## Records from a collection:

use std::sync::Arc;
use std::time::Duration;

use sqlx::{SqlitePool, sqlite::SqlitePoolOptions};
use thiserror::Error;

use crate::repository::{CardRepository, ProgressRepository, Storage};

mod card_repo;
mod mapping;
mod migrate;
mod progress_repo;

#[derive(Clone)]
pub struct SqliteRepository {
    pool: SqlitePool,
}

#[derive(Debug, Error)]
#[non_exhaustive]
pub enum SqliteInitError {
    #[error(transparent)]
    Sqlx(#[from] sqlx::Error),
}

impl SqliteRepository {
    /// Connect to `SQLite` using the given URL.
    ///
    /// # Errors
    ///
    /// Returns `SqliteInitError` if the connection cannot be established or if
    /// enforcing foreign key constraints fails during setup.
    pub async fn connect(database_url: &str) -> Result<Self, SqliteInitError> {
        let pool = SqlitePoolOptions::new()
            .max_connections(5)
            .acquire_timeout(Duration::from_secs(5))
            .after_connect(|conn, _meta| {
                Box::pin(async move {
                    sqlx::query("PRAGMA foreign_keys = ON;")
                        .execute(&mut *conn)
                        .await?;
                    sqlx::query("PRAGMA journal_mode = WAL;")
                        .execute(&mut *conn)
                        .await?;
                    sqlx::query("PRAGMA busy_timeout = 5000;")
                        .execute(&mut *conn)
                        .await?;
                    Ok(())
                })
            })
            .connect(database_url)
            .await?;
        Ok(Self { pool })
    }

    #[must_use]
    pub fn pool(&self) -> &SqlitePool {
        &self.pool
    }

    /// Create tables if they do not exist.
    ///
    /// # Errors
    ///
    /// Returns `SqliteInitError` if migration queries fail.
    pub async fn migrate(&self) -> Result<(), SqliteInitError> {
        migrate::run_migrations(&self.pool).await
    }
}

impl Storage {
    /// Build a `Storage` backed by `SQLite`.
    ///
    /// # Errors
    ///
    /// Returns `SqliteInitError` if connection or migrations cannot be
    /// completed.
    pub async fn sqlite(database_url: &str) -> Result<Self, SqliteInitError> {
        let repo = SqliteRepository::connect(database_url).await?;
        repo.migrate().await?;
        let cards: Arc<dyn CardRepository> = Arc::new(repo.clone());
        let progress: Arc<dyn ProgressRepository> = Arc::new(repo);
        Ok(Self { cards, progress })
    }
}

## Assigned task:
What you give back must be the stretch above, starting at the line with "use std::time::Duration;" and ending at the line with "fails during setup.", copied exactly.

## Result:
use std::time::Duration;

use sqlx::{SqlitePool, sqlite::SqlitePoolOptions};
use thiserror::Error;

use crate::repository::{CardRepository, ProgressRepository, Storage};

mod card_repo;
mod mapping;
mod migrate;
mod progress_repo;

#[derive(Clone)]
pub struct SqliteRepository {
    pool: SqlitePool,
}

#[derive(Debug, Error)]
#[non_exhaustive]
pub enum SqliteInitError {
    #[error(transparent)]
    Sqlx(#[from] sqlx::Error),
}

impl SqliteRepository {
    /// Connect to `SQLite` using the given URL.
    ///
    /// # Errors
    ///
    /// Returns `SqliteInitError` if the connection cannot be established or if
    /// enforcing foreign key constraints fails during setup.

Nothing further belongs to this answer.